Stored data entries
..............................

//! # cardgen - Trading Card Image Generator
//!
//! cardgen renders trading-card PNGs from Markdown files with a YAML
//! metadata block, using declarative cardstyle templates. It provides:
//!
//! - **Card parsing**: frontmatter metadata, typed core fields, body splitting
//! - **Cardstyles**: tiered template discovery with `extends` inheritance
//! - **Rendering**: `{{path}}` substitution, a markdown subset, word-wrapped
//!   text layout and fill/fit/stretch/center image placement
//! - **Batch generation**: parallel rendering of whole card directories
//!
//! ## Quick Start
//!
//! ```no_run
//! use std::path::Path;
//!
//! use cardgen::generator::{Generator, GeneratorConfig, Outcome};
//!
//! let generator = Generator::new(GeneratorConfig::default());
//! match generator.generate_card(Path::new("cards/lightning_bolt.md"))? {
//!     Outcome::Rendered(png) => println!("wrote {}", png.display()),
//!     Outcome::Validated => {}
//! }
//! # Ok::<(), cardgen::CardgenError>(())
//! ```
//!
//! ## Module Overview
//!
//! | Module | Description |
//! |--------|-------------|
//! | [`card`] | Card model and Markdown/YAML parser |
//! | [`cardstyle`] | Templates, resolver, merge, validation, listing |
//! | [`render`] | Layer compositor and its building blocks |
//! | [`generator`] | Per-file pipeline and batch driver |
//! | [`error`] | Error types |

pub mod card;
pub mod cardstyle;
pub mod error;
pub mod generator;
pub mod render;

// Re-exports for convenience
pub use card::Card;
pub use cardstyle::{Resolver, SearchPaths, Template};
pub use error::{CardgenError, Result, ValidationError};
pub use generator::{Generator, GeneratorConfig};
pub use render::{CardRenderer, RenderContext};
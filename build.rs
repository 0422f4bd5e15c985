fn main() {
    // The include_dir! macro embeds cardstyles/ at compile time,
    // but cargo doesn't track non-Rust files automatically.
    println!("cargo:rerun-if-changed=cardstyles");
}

..............................

Copy exactly the lines from the one containing "pub mod error;" through the last line of the records, both included, and nothing else.

**WRITTEN ANSWER:**
pub mod error;
pub mod generator;
pub mod render;

// Re-exports for convenience
pub use card::Card;
pub use cardstyle::{Resolver, SearchPaths, Template};
pub use error::{CardgenError, Result, ValidationError};
pub use generator::{Generator, GeneratorConfig};
pub use render::{CardRenderer, RenderContext};
filename build.rs
repository 0422f4bd5e15c985
fn main() {
    // The include_dir! macro embeds cardstyles/ at compile time,
    // but cargo doesn't track non-Rust files automatically.
    println!("cargo:rerun-if-changed=cardstyles");
}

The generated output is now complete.